**Work required**
Once you have located the line containing "use chrono::NaiveDate;" in the material below, return it exactly along with each line after it through the line containing "let invalid = ||".

**Task data**

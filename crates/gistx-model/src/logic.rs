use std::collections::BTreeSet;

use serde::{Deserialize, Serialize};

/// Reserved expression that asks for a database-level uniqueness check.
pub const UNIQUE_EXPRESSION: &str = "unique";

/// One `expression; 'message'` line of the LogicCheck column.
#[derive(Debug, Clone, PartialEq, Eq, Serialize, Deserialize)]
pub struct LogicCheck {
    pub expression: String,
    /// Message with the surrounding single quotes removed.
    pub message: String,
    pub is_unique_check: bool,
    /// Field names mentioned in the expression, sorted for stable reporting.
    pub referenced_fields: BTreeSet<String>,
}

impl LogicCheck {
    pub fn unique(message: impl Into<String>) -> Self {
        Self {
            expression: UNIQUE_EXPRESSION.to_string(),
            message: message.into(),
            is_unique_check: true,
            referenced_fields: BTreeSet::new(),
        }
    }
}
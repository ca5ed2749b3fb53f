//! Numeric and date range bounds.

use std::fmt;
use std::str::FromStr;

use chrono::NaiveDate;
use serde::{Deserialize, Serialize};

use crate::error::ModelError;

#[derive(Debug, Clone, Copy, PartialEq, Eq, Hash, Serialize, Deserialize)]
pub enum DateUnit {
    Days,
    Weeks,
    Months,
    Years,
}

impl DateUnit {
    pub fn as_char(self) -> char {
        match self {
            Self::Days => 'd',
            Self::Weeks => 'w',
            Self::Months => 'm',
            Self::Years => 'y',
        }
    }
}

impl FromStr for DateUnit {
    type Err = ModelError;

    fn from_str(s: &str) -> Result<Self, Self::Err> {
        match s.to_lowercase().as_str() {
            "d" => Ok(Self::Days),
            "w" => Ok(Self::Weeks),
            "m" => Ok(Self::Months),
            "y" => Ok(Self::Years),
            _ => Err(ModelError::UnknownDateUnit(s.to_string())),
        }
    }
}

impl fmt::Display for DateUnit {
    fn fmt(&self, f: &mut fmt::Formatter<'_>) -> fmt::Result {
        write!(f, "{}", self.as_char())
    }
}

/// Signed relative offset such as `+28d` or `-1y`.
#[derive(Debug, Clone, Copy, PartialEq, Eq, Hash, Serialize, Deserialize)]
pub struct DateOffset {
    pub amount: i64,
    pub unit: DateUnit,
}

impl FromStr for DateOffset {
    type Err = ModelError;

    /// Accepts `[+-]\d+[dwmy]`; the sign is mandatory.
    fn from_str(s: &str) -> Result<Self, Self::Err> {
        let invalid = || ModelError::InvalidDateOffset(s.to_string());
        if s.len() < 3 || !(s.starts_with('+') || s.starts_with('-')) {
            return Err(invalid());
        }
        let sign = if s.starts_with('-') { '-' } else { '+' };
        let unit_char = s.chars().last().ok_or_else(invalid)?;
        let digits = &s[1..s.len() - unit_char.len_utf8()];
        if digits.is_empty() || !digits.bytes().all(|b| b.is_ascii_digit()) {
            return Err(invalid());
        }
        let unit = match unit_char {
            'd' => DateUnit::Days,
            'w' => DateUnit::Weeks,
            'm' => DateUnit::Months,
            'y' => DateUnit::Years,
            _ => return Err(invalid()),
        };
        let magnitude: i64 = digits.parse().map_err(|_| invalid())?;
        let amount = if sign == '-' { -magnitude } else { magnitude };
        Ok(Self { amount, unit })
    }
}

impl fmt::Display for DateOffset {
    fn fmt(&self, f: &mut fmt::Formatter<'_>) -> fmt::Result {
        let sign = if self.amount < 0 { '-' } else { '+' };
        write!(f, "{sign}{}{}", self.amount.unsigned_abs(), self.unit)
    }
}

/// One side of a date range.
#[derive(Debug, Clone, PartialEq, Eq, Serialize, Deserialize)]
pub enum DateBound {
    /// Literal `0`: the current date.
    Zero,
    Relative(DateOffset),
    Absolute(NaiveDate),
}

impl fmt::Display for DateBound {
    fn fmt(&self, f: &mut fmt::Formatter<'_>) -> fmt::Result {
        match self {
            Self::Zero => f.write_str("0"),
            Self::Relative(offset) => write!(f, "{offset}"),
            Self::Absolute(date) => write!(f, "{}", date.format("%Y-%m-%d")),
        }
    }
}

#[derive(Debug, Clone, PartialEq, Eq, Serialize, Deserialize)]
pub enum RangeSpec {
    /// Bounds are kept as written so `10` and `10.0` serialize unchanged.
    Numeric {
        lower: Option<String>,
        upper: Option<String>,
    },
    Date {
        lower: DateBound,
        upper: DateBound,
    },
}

...

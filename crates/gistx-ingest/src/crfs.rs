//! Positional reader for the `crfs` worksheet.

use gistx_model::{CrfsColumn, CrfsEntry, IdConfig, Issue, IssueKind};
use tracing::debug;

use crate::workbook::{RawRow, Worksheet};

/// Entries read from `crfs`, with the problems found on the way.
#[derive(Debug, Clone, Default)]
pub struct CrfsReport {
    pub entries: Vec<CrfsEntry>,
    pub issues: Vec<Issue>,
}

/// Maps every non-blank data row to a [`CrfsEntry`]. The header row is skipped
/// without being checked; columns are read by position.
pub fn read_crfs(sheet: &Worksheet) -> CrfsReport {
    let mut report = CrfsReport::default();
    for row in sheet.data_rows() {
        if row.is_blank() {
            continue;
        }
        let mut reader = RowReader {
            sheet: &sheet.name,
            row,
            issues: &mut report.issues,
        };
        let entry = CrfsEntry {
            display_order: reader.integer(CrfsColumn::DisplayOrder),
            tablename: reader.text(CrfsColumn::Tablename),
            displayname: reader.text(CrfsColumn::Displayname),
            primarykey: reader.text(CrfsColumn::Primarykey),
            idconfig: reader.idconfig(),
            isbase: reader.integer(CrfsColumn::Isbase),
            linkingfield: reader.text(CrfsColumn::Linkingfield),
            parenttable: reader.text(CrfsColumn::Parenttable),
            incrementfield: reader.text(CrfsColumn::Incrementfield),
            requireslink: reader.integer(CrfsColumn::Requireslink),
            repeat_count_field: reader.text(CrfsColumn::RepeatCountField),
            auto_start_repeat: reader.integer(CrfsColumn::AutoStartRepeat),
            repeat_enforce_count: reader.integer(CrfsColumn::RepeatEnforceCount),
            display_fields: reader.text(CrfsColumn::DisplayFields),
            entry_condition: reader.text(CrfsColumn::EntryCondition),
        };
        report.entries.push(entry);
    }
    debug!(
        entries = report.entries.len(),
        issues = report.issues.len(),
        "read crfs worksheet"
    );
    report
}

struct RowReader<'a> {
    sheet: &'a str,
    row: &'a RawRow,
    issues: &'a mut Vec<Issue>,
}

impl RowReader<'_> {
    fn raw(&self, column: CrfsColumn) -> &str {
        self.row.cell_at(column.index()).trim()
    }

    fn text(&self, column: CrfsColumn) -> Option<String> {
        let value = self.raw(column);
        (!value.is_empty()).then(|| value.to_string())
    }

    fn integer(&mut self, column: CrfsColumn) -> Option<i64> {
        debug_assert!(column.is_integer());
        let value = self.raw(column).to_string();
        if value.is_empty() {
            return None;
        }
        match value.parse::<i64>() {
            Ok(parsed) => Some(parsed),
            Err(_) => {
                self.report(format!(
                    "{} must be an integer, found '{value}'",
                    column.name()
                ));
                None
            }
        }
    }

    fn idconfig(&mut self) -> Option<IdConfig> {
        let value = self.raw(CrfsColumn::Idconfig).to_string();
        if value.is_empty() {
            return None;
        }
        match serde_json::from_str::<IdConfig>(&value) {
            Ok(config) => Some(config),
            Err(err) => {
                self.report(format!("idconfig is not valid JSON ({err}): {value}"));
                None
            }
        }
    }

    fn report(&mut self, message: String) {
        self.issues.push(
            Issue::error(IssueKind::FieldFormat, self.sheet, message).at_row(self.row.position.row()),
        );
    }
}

**Answer to the exercise**
use chrono::NaiveDate;
use serde::{Deserialize, Serialize};

use crate::error::ModelError;

#[derive(Debug, Clone, Copy, PartialEq, Eq, Hash, Serialize, Deserialize)]
pub enum DateUnit {
    Days,
    Weeks,
    Months,
    Years,
}

impl DateUnit {
    pub fn as_char(self) -> char {
        match self {
            Self::Days => 'd',
            Self::Weeks => 'w',
            Self::Months => 'm',
            Self::Years => 'y',
        }
    }
}

impl FromStr for DateUnit {
    type Err = ModelError;

    fn from_str(s: &str) -> Result<Self, Self::Err> {
        match s.to_lowercase().as_str() {
            "d" => Ok(Self::Days),
            "w" => Ok(Self::Weeks),
            "m" => Ok(Self::Months),
            "y" => Ok(Self::Years),
            _ => Err(ModelError::UnknownDateUnit(s.to_string())),
        }
    }
}

impl fmt::Display for DateUnit {
    fn fmt(&self, f: &mut fmt::Formatter<'_>) -> fmt::Result {
        write!(f, "{}", self.as_char())
    }
}

/// Signed relative offset such as `+28d` or `-1y`.
#[derive(Debug, Clone, Copy, PartialEq, Eq, Hash, Serialize, Deserialize)]
pub struct DateOffset {
    pub amount: i64,
    pub unit: DateUnit,
}

impl FromStr for DateOffset {
    type Err = ModelError;

    /// Accepts `[+-]\d+[dwmy]`; the sign is mandatory.
    fn from_str(s: &str) -> Result<Self, Self::Err> {
        let invalid = || ModelError::InvalidDateOffset(s.to_string());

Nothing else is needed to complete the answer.